Pandemic downturn opens estate-planning opportunities

It’s not new news that many financial investments and bank accounts have taken a hit as a result of the global spread of coronavirus. According to most predictions, it’s likely to take some time for the markets to rally and the economy to pick up again.

But there is a silver lining for some taxpayers, who might be able to take advantage of certain estate-planning strategies as a result of the economic climate. Talk to an estate planning attorney to find out if any of these strategies would benefit you.

Gift assets while the asset values are low.

Giving away assets is always a good idea if you expect you’ll have a taxable estate. In 2020, an individual taxpayer can give up to $15,000 per recipient with no tax consequences. A married couple can gift $30,000.

Currently the annual federal estate tax exclusion is $11.58 million for an individual and $23.16 million for a married couple. Under the federal Tax Cuts and Jobs Act of 2017, the exclusion is scheduled to go back to the 2017 level — $5 million for an individual, adjusted for inflation— on Jan. 1, 2026.

When you give a gift while the asset value is low, you essentially get more bang for your buck.

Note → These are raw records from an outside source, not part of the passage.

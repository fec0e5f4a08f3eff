//! Contracts between the scanner and the structures it polls.
//!
//! Proxies are shared handles refreshed through `&self`. Each proxy owns
//! whatever synchronization its state needs, and controllers hand the scanner
//! a cloned list of handles so no controller lock is held while refreshing.

use std::fmt;
use std::sync::Arc;

use parking_lot::Mutex;
use thiserror::Error;

use crate::position::BlockPos;

/// Identifies one scan pass. Advances once per completed tick.
#[derive(Debug, Clone, Copy, PartialEq, Eq, Hash, PartialOrd, Ord)]
pub struct PeriodToken(pub u64);

impl PeriodToken {
    pub fn next(self) -> Self {
        Self(self.0.wrapping_add(1))
    }
}

impl fmt::Display for PeriodToken {
    fn fmt(&self, f: &mut fmt::Formatter<'_>) -> fmt::Result {
        write!(f, "{:#018x}", self.0)
    }
}

#[derive(Debug, Error)]
pub enum ProxyError {
    #[error("capability proxy at {pos} is detached from its block")]
    Detached { pos: BlockPos },
    #[error("capability proxy refresh failed: {0}")]
    Refresh(String),
}

/// One externally observable feature of a structure (an item handler, a
/// fluid tank, an energy buffer) whose backing block can change underneath it.
pub trait CapabilityProxy: Send + Sync {
    /// Re-evaluates change-detection state for the scan pass `period`.
    fn refresh(&self, period: PeriodToken) -> Result<(), ProxyError>;
}

/// The component that owns a formed structure and exposes its proxies.
pub trait Controller: Send + Sync {
    fn pos(&self) -> BlockPos;

    /// Snapshot of the proxies currently attached to this controller.
    fn proxies(&self) -> Vec<Arc<dyn CapabilityProxy>>;

    fn has_proxies(&self) -> bool {
        !self.proxies().is_empty()
    }
}

/// Remembers the last period a proxy was evaluated in.
///
/// A proxy reachable through several controllers calls [`ChangeTracker::claim`]
/// first and skips the work when it returns `false`.
#[derive(Debug, Default)]
pub struct ChangeTracker {
    last: Mutex<Option<PeriodToken>>,
}

impl ChangeTracker {
    pub fn new() -> Self {
        Self::default()
    }

    /// Returns `true` the first time it is called with `period`.
    pub fn claim(&self, period: PeriodToken) -> bool {
        let mut last = self.last.lock();
        if *last == Some(period) {
            return false;
        }
        *last = Some(period);
        true
    }

    pub fn last_period(&self) -> Option<PeriodToken> {
        *self.last.lock()
    }
}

That’s because the value of the gift is likely to increase over time, benefiting the recipient in the long-run.

Let’s say you bought shares of a company’s stock at $50/share and the value increased to $100/share. However, let’s assume that in the recent downturn the value went back down to $50/share. Today, you can give your child 300 shares of the stock, for a total of $15,000 in value, with no impact on your lifetime exclusion amount. Had the stock kept its value, you would have only been able to give half that amount.

Take advantage of low interest rates and low asset values with a GRAT. 

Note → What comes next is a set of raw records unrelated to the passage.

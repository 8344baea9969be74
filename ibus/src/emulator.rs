use log::{debug, warn};

use crate::{
    Packet,
    command::{
        EncodeError, RadioCommand, SDRS_COMMAND, STATUS_READY, STATUS_REQUEST, SatUpdate,
        build_packet, pack_preset,
    },
    device::{BROADCAST, RAD, SDRS},
};

/// Text sent along with the answer to the SAT button.
pub const SAT_TEXT: &str = "What??";
/// Blank text sent with channel changes and explicit status requests.
pub const BLANK_TEXT: &str = "        ";

/// Tuning state of the emulated satellite tuner.
#[derive(Clone, Copy, Debug, PartialEq, Eq)]
pub struct TunerState {
    /// Not bounded: the radio decides which channels exist, and it is unknown
    /// whether real tuners wrap. Only the low byte goes on the wire.
    pub channel: i32,
    pub band: u8,
    pub preset: u8,
}

impl Default for TunerState {
    fn default() -> Self {
        Self {
            channel: 1,
            band: 1,
            preset: 1,
        }
    }
}

/// What an inbound packet asked the emulated tuner to do.
#[derive(Clone, Copy, Debug, PartialEq, Eq)]
pub enum Inbound {
    Poll,
    Radio(RadioCommand),
}

impl Inbound {
    pub fn from_payload(payload: &[u8]) -> Option<Self> {
        match payload {
            [STATUS_REQUEST] => Some(Self::Poll),
            _ => RadioCommand::from_payload(payload).map(Self::Radio),
        }
    }
}

/// Result of handing a packet to the [`Emulator`].
#[derive(Debug, PartialEq, Eq)]
pub enum Response {
    /// Not addressed to the tuner.
    Ignored,
    /// Addressed to the tuner, but it has no answer for it.
    Unhandled { payload: Vec<u8> },
    /// Write `packet` to the bus.
    Reply { inbound: Inbound, packet: Vec<u8> },
}

/// Impersonates the satellite tuner (SDRS) on the bus.
pub struct Emulator {
    state: TunerState,
}

impl Emulator {
    pub fn new(state: TunerState) -> Self {
        Self { state }
    }

    pub fn state(&self) -> TunerState {
        self.state
    }

    /// The unsolicited "status ready" broadcast a tuner sends when it comes up.
    pub fn announce(&self) -> std::result::Result<Vec<u8>, EncodeError> {
        build_packet(SDRS, BROADCAST, &[STATUS_READY, 0x01], "")
    }

    pub fn handle(&mut self, packet: &Packet) -> std::result::Result<Response, EncodeError> {
        if packet.destination() != SDRS {
            return Ok(Response::Ignored);
        }
        let Some(inbound) = Inbound::from_payload(packet.payload()) else {
            warn!("unhandled satrad command {packet:?}");
            return Ok(Response::Unhandled {
                payload: packet.payload().to_vec(),
            });
        };
        let reply = match inbound {
            Inbound::Poll => {
                debug!("responding to poll");
                build_packet(SDRS, BROADCAST, &[STATUS_READY, 0x00], "")?
            }
            Inbound::Radio(command) => match self.respond(command)? {
                Some(reply) => reply,
                None => {
                    warn!("unhandled satrad command {}", command.alias());
                    return Ok(Response::Unhandled {
                        payload: packet.payload().to_vec(),
                    });
                }
            },
        };
        Ok(Response::Reply {
            inbound,
            packet: reply,
        })
    }

    fn respond(
        &mut self,
        command: RadioCommand,
    ) -> std::result::Result<Option<Vec<u8>>, EncodeError> {
        let (update, text) = match command {
            RadioCommand::Power | RadioCommand::Mode => (SatUpdate::Status, ""),
            RadioCommand::Now => (SatUpdate::StatusUpdate { scan: false }, BLANK_TEXT),
            RadioCommand::ChannelUp => {
                self.state.channel = self.state.channel.wrapping_add(1);
                (SatUpdate::StatusUpdate { scan: false }, BLANK_TEXT)
            }
            RadioCommand::ChannelDown => {
                self.state.channel = self.state.channel.wrapping_sub(1);
                (SatUpdate::StatusUpdate { scan: false }, BLANK_TEXT)
            }
            RadioCommand::Sat => (SatUpdate::Text { scan: false }, SAT_TEXT),
            _ => return Ok(None),
        };
        debug!("responding to {} with {:?}", command.alias(), self.state);
        self.status(update, text).map(Some)
    }

    /// A status record for the current tuning state.
    pub fn status(
        &self,
        update: SatUpdate,
        text: &str,
    ) -> std::result::Result<Vec<u8>, EncodeError> {
        let command = [
            SDRS_COMMAND,
            update.to_byte(),
            0x00,
            self.state.channel as u8,
            pack_preset(self.state.band, self.state.preset),
            0x04,
        ];
        build_packet(SDRS, RAD, &command, text)
    }
}

impl Default for Emulator {
    fn default() -> Self {
        Self::new(TunerState::default())
    }
}
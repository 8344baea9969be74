use crate::{
    Packet,
    command::{
        RAD_COMMAND, RadioCommand, SDRS_COMMAND, STATUS_READY, STATUS_REQUEST, SatUpdate,
        TextKind, unpack_preset,
    },
    device::{BROADCAST, DeviceTable, RAD, SDRS},
    hex_string, printable,
};

/// Exchanges recognised by their (source, destination, command byte) alone.
const HANDSHAKES: &[(u8, u8, u8, &str)] = &[
    (RAD, BROADCAST, STATUS_READY, "Device status ready Bit2"),
    (RAD, SDRS, STATUS_REQUEST, "Device status request"),
    (SDRS, RAD, STATUS_READY, "Device status ready"),
];

/// Decoder for the command set of one role.
struct RoleDecoder {
    source: u8,
    command: u8,
    /// Gets the payload without the command byte.
    decode: fn(&[u8]) -> Option<Payload>,
}

const ROLE_DECODERS: &[RoleDecoder] = &[
    RoleDecoder {
        source: RAD,
        command: RAD_COMMAND,
        decode: decode_radio_command,
    },
    RoleDecoder {
        source: SDRS,
        command: SDRS_COMMAND,
        decode: decode_sat_record,
    },
];

/// A status or text record sent by the satellite tuner.
#[derive(Clone, Debug, PartialEq, Eq)]
pub struct SatRecord {
    pub update: SatUpdate,
    /// Only set for `SatUpdate::Text`.
    pub text_kind: Option<TextKind>,
    pub channel: u8,
    pub preset_bank: u8,
    pub preset_number: u8,
    pub text: String,
}

impl SatRecord {
    pub fn name(&self) -> &'static str {
        match (self.update, self.text_kind) {
            (SatUpdate::Text { .. }, Some(TextKind::Channel)) => "Chan text update",
            (SatUpdate::Text { .. }, Some(TextKind::Info1)) => "INF1 text update",
            (SatUpdate::Text { .. }, Some(TextKind::Info2)) => "INF2 text update",
            (SatUpdate::Text { .. }, Some(TextKind::Esn)) => "ESN text update",
            (SatUpdate::Text { .. }, _) => "UNKN text update",
            (SatUpdate::StatusUpdate { .. }, _) => "Status update",
            (SatUpdate::Status, _) => "Status",
            (SatUpdate::ChannelDownAck, _) => "Chan DN ACK",
            (SatUpdate::HoldChannelUp, _) => "hold Chan UP update",
            (SatUpdate::HoldChannelDown, _) => "hold Chan DN update",
        }
    }
}

impl std::fmt::Display for SatRecord {
    fn fmt(&self, f: &mut std::fmt::Formatter) -> std::fmt::Result {
        write!(
            f,
            "{:4} {:>19}: channel {}, preset bank {}, preset num {} | {}",
            if self.update.is_scan() { "[SC]" } else { "" },
            self.name(),
            self.channel,
            self.preset_bank,
            self.preset_number,
            self.text
        )
    }
}

/// What a packet's payload means.
#[derive(Clone, Debug, PartialEq, Eq)]
pub enum Payload {
    Handshake(&'static str),
    Radio(RadioCommand),
    Sat(SatRecord),
    /// Nothing matched; the printable part of the payload after its command byte.
    Unknown(String),
}

impl std::fmt::Display for Payload {
    fn fmt(&self, f: &mut std::fmt::Formatter) -> std::fmt::Result {
        match self {
            Self::Handshake(desc) => f.write_str(desc),
            Self::Radio(command) => f.write_str(command.description()),
            Self::Sat(record) => write!(f, "{record}"),
            Self::Unknown(text) => write!(f, "\"{text}\""),
        }
    }
}

/// Human readable view of one packet.
#[derive(Clone, Debug, PartialEq, Eq)]
pub struct Description {
    pub src_name: String,
    pub dst_name: String,
    /// Payload as hex.
    pub raw_payload_text: String,
    /// The byte selecting the command within its set, when there is one.
    pub command_id: Option<u8>,
    pub payload: Payload,
}

impl Description {
    pub fn command_description(&self) -> String {
        self.payload.to_string()
    }
}

impl std::fmt::Display for Description {
    fn fmt(&self, f: &mut std::fmt::Formatter) -> std::fmt::Result {
        let command_id = match self.command_id {
            Some(id) => format!("{id:02X}"),
            None => "??".to_string(),
        };
        write!(
            f,
            "{:<4} --> {:<4}: <{:<77}> [{}] {}",
            self.src_name, self.dst_name, self.raw_payload_text, command_id, self.payload
        )
    }
}

/// Turns packets into [`Description`]s. Never fails: anything unrecognised
/// comes out as [`Payload::Unknown`].
#[derive(Clone, Debug, Default)]
pub struct CommandDecoder {
    devices: DeviceTable,
}

impl CommandDecoder {
    pub fn new(devices: DeviceTable) -> Self {
        Self { devices }
    }

    pub fn devices(&self) -> &DeviceTable {
        &self.devices
    }

    pub fn decode(&self, packet: &Packet) -> Description {
        let (command_id, payload) = parse_payload(packet);
        Description {
            src_name: self.devices.name_or_unknown(packet.source()).to_string(),
            dst_name: self.devices.name_or_unknown(packet.destination()).to_string(),
            raw_payload_text: hex_string(packet.payload()),
            command_id,
            payload,
        }
    }
}

/// Decode a packet's payload, returning the command id alongside it.
pub fn parse_payload(packet: &Packet) -> (Option<u8>, Payload) {
    let Some(command) = packet.command() else {
        return (None, Payload::Unknown(String::new()));
    };
    let data = &packet.payload()[1..];

    let key = (packet.source(), packet.destination(), command);
    if let Some(&(.., desc)) = HANDSHAKES
        .iter()
        .find(|&&(src, dst, cmd, _)| (src, dst, cmd) == key)
    {
        return (None, Payload::Handshake(desc));
    }

    if let Some(role) = ROLE_DECODERS
        .iter()
        .find(|role| role.source == packet.source() && role.command == command)
    {
        let command_id = data.first().copied();
        let payload = (role.decode)(data).unwrap_or_else(|| Payload::Unknown(printable(data)));
        return (command_id, payload);
    }

    (None, Payload::Unknown(printable(data)))
}

fn decode_radio_command(data: &[u8]) -> Option<Payload> {
    RadioCommand::from_bytes(data).map(Payload::Radio)
}

// 3E 01 00 18 12 04 4C 69 74 68 69 75 6D 20 52
//    01                                         -- update kind
//       00                                      -- text kind
//          18                                   -- channel
//             12                                -- preset bank, number
//                04                             -- always 04
//                   4C 69 74 68 69 75 6D 20 52  -- text
fn decode_sat_record(data: &[u8]) -> Option<Payload> {
    let [kind, text_kind, channel, preset, _, text @ ..] = data else {
        return None;
    };
    let update = SatUpdate::from_byte(*kind)?;
    let (preset_bank, preset_number) = unpack_preset(*preset);
    Some(Payload::Sat(SatRecord {
        update,
        text_kind: matches!(update, SatUpdate::Text { .. })
            .then(|| TextKind::from_byte(*text_kind)),
        channel: *channel,
        preset_bank,
        preset_number,
        text: printable(text),
    }))
}

#[cfg(test)]
mod test {
    use super::*;
    use crate::command::build_packet;

    fn packet(src: u8, dst: u8, command: &[u8], text: &str) -> Packet {
        Packet::from_frame(&build_packet(src, dst, command, text).unwrap()).unwrap()
    }

    #[test]
    fn handshakes() {
        let decoder = CommandDecoder::new(DeviceTable::sdrs());
        let desc = decoder.decode(&packet(RAD, SDRS, &[STATUS_REQUEST], ""));
        assert_eq!(desc.payload, Payload::Handshake("Device status request"));
        assert_eq!(desc.src_name, "RAD");
        assert_eq!(desc.dst_name, "SDRS");

        let desc = decoder.decode(&packet(RAD, BROADCAST, &[STATUS_READY, 0x04], ""));
        assert_eq!(desc.command_description(), "Device status ready Bit2");

        let desc = decoder.decode(&packet(SDRS, RAD, &[STATUS_READY, 0x00], ""));
        assert_eq!(desc.command_description(), "Device status ready");
    }

    #[test]
    fn radio_commands() {
        let decoder = CommandDecoder::default();
        let desc = decoder.decode(&packet(RAD, SDRS, &RadioCommand::ChannelUp.to_bytes(), ""));
        assert_eq!(desc.payload, Payload::Radio(RadioCommand::ChannelUp));
        assert_eq!(desc.command_id, Some(0x03));
        assert_eq!(desc.raw_payload_text, "3D 03 00");
        assert_eq!(desc.command_description(), "channel up");
    }

    #[test]
    fn unknown_radio_command_is_dumped() {
        let desc =
            CommandDecoder::default().decode(&packet(RAD, SDRS, &[RAD_COMMAND, 0x15, 0x01], ""));
        assert_eq!(desc.payload, Payload::Unknown("..".to_string()));
        assert_eq!(desc.command_id, Some(0x15));
    }

    #[test]
    fn sat_text_update() {
        // taken from a bus log
        let desc = CommandDecoder::default().decode(&packet(
            SDRS,
            RAD,
            &[SDRS_COMMAND, 0x01, 0x00, 0x18, 0x12, 0x04],
            "Lithium R",
        ));
        let Payload::Sat(record) = &desc.payload else {
            panic!("not a sat record: {:?}", desc.payload);
        };
        assert_eq!(record.update, SatUpdate::Text { scan: false });
        assert_eq!(record.text_kind, Some(TextKind::Channel));
        assert_eq!(record.channel, 24);
        assert_eq!((record.preset_bank, record.preset_number), (1, 2));
        assert_eq!(record.text, "Lithium R");
        assert_eq!(desc.command_id, Some(0x01));
        assert_eq!(
            desc.command_description(),
            "        Chan text update: channel 24, preset bank 1, preset num 2 | Lithium R"
        );
    }

    #[test]
    fn sat_scan_status() {
        let desc = CommandDecoder::default().decode(&packet(
            SDRS,
            RAD,
            &[SDRS_COMMAND, 0x12, 0x00, 0x05, 0x23, 0x04],
            "",
        ));
        let Payload::Sat(record) = &desc.payload else {
            panic!("not a sat record: {:?}", desc.payload);
        };
        assert_eq!(record.update, SatUpdate::StatusUpdate { scan: true });
        assert_eq!(record.text_kind, None);
        assert!(desc.command_description().starts_with("[SC]       Status update"));
    }

    #[test]
    fn truncated_sat_record_is_dumped() {
        let desc =
            CommandDecoder::default().decode(&packet(SDRS, RAD, &[SDRS_COMMAND, 0x02, 0x00], ""));
        assert_eq!(desc.payload, Payload::Unknown("..".to_string()));
    }

    #[test]
    fn other_devices_fall_back() {
        // steering wheel <next> press
        let desc = CommandDecoder::default().decode(&packet(0x50, RAD, &[0x3B, 0x01], ""));
        assert_eq!(desc.payload, Payload::Unknown(".".to_string()));
        assert_eq!(desc.command_id, None);
        assert_eq!(desc.src_name, "MFL Multi Functional Steering Wheel Buttons");
    }

    #[test]
    fn empty_payload() {
        let desc = CommandDecoder::default().decode(&packet(RAD, SDRS, &[], ""));
        assert_eq!(desc.payload, Payload::Unknown(String::new()));
        assert_eq!(desc.raw_payload_text, "");
    }

    #[test]
    fn display_line() {
        let desc = CommandDecoder::new(DeviceTable::sdrs())
            .decode(&packet(RAD, SDRS, &RadioCommand::Sat.to_bytes(), ""));
        let line = desc.to_string();
        assert!(line.starts_with("RAD  --> SDRS: <3D 15 00 "));
        assert!(line.ends_with("> [15] SAT"));
    }
}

A Grantor Retained Annuity Trust (GRAT) allows you to take advantage of low interest rates while taking money out of your estate by gifting assets.

A GRAT is an irrevocable trust that an individual (the grantor) funds with assets he or she expects will appreciate in value over time. It’s a bit of a gamble sometimes, but currently many stocks have depreciated in value, so putting stock in a GRAT could be a safe bet.

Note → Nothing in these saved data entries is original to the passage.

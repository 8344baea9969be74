pub mod command;
pub mod device;
pub mod emulator;
pub mod frame_parser;
pub mod payload;
pub mod replay;

use thiserror::Error;

/// Smallest possible frame: source, length, destination, checksum.
pub const MIN_PACKET_LEN: usize = 4;
/// Largest possible frame: the length byte counts up to 255 bytes after itself.
pub const MAX_PACKET_LEN: usize = u8::MAX as usize + 2;

fn checksum(bytes: &[u8]) -> u8 {
    bytes.iter().fold(0, |acc, b| acc ^ *b)
}

/// One checksum-validated frame off the bus.
///
/// Wire layout:
/// - Source device
/// - Length - number of bytes following this one, checksum included
/// - Destination device
/// - `length - 2` bytes of payload (first one being the command byte)
/// - Checksum - XOR of every preceding byte
#[derive(Clone, PartialEq, Eq)]
pub struct Packet {
    raw: Vec<u8>,
}

#[derive(Debug, Error, PartialEq, Eq)]
pub enum PacketError {
    #[error("A packet has at least {MIN_PACKET_LEN} bytes, got {len}")]
    TooShort { len: usize },
    #[error("The length field is zero")]
    ZeroLength,
    #[error("Length field says {declared} bytes follow it, but {actual} do")]
    LengthMismatch { declared: usize, actual: usize },
    #[error("checksum failed, got: 0x{got:02x}, expected: 0x{expected:02x}")]
    ChecksumMismatch { got: u8, expected: u8 },
}

impl Packet {
    /// Validate a complete frame and wrap it.
    pub fn from_frame(bytes: &[u8]) -> std::result::Result<Self, PacketError> {
        if bytes.len() < MIN_PACKET_LEN {
            return Err(PacketError::TooShort { len: bytes.len() });
        }
        let declared = bytes[1] as usize;
        if declared == 0 {
            return Err(PacketError::ZeroLength);
        }
        if declared + 2 != bytes.len() {
            return Err(PacketError::LengthMismatch {
                declared,
                actual: bytes.len() - 2,
            });
        }
        let (body, tail) = bytes.split_at(bytes.len() - 1);
        let expected = checksum(body);
        if tail[0] != expected {
            return Err(PacketError::ChecksumMismatch {
                got: tail[0],
                expected,
            });
        }
        Ok(Self {
            raw: bytes.to_vec(),
        })
    }

    pub fn source(&self) -> u8 {
        self.raw[0]
    }

    pub fn length(&self) -> u8 {
        self.raw[1]
    }

    pub fn destination(&self) -> u8 {
        self.raw[2]
    }

    /// Everything between the destination and the checksum.
    pub fn payload(&self) -> &[u8] {
        &self.raw[3..self.raw.len() - 1]
    }

    /// First payload byte, if the payload is not empty.
    pub fn command(&self) -> Option<u8> {
        self.payload().first().copied()
    }

    pub fn checksum(&self) -> u8 {
        self.raw[self.raw.len() - 1]
    }

    pub fn as_bytes(&self) -> &[u8] {
        &self.raw
    }
}

impl std::fmt::Debug for Packet {
    fn fmt(&self, f: &mut std::fmt::Formatter) -> std::fmt::Result {
        write!(f, "Packet[{}]", hex_string(&self.raw))
    }
}

/// Render bytes as space separated upper case hex pairs.
pub fn hex_string(bytes: &[u8]) -> String {
    bytes
        .iter()
        .map(|b| format!("{b:02X}"))
        .collect::<Vec<_>>()
        .join(" ")
}

/// Render bytes as text, replacing anything unprintable with `.`.
pub fn printable(bytes: &[u8]) -> String {
    bytes
        .iter()
        .map(|&b| {
            if b.is_ascii_graphic() || b == b' ' {
                b as char
            } else {
                '.'
            }
        })
        .collect()
}

#[cfg(test)]
mod test {
    use super::*;

    #[test]
    fn accepts_status_request() {
        // RAD -> SDRS device status request
        let packet = Packet::from_frame(&[0x68, 0x03, 0x73, 0x01, 0x19]).unwrap();
        assert_eq!(packet.source(), 0x68);
        assert_eq!(packet.length(), 3);
        assert_eq!(packet.destination(), 0x73);
        assert_eq!(packet.payload(), [0x01]);
        assert_eq!(packet.command(), Some(0x01));
        assert_eq!(packet.checksum(), 0x19);
    }

    #[test]
    fn checksum_covers_every_byte_before_it() {
        let packet = Packet::from_frame(&[0x68, 0x05, 0x73, 0x3D, 0x00, 0x00, 0x23]).unwrap();
        let body = &packet.as_bytes()[..packet.as_bytes().len() - 1];
        assert_eq!(checksum(body), packet.checksum());
    }

    #[test]
    fn rejects_bad_frames() {
        assert_eq!(
            Packet::from_frame(&[0x68, 0x03, 0x73]),
            Err(PacketError::TooShort { len: 3 })
        );
        assert_eq!(
            Packet::from_frame(&[0x68, 0x00, 0x73, 0x1B]),
            Err(PacketError::ZeroLength)
        );
        assert_eq!(
            Packet::from_frame(&[0x68, 0x04, 0x73, 0x01, 0x19]),
            Err(PacketError::LengthMismatch {
                declared: 4,
                actual: 3
            })
        );
        assert_eq!(
            Packet::from_frame(&[0x68, 0x03, 0x73, 0x01, 0x18]),
            Err(PacketError::ChecksumMismatch {
                got: 0x18,
                expected: 0x19
            })
        );
    }

    #[test]
    fn printable_masks_control_bytes() {
        assert_eq!(printable(b"Li\x00th\xffium "), "Li.th.ium ");
        assert_eq!(hex_string(&[0x3e, 0x02, 0x00]), "3E 02 00");
    }
}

The grantor retains the right to an annuity from the GRAT for a certain number of years. The annuity is calculated by applying an interest rate the IRS sets monthly, called the section 7520 rate, to the value of the assets in the GRAT. The rate is currently low, which also makes this vehicle favorable because the interest rate affects the value of the transfer for tax purposes.

When the term of the GRAT ends, any assets that remain are distributed to the beneficiaries of the trust.

The grantor can set the annuity amount to be equal to the section 7520 interest rate, which would effectively return all of the assets to the grantor in the form of the annuity payments. While a transfer to a trust for the benefit of someone else would normally be considered a taxable gift, the fact that the all of the assets could come back to the grantor makes the gift have a value of zero, or close to it. This is known as a zeroed-out GRAT.

That is where the grantor is taking a gamble. He or she is really expecting to survive the term of the GRAT and planning for the assets in the GRAT to appreciate in value beyond the amount of the 7520 rate.

The intended result, then, is a tax-free gift, where the beneficiaries end up with the underlying assets at their value. That’s why this is a great vehicle when the 7520 rate is low.

Make additional donations to support causes you care about.

Under the federal CARES Act, which was signed into law at the end of March, a taxpayer can get a federal income tax deduction for charitable contributions of up to 100 percent of their adjusted gross income. The goal was to encourage people to donate to COVID-19 related causes. The provision increases the maximum of 60 percent to 100 percent for 2020.

This 100 percent limit applies only to direct, cash contributions to charities. It does not apply to contributions to donor advised funds, supporting organizations or private foundations.

Beyond the 100 percent amount, donations can be carried forward for five years, subject to the limit of 60 percent of adjusted gross income.

A charitable lead trust (CLT) can also be used to support a charity or charities. This type of irrevocable trust is set up to support the charities for a certain amount of time, with the remainder going to family members or other selected beneficiaries.

Refinance any loans or debt.

Low interest rates make it a great time to refinance. That applies to anything from mortgages to loans made to family members.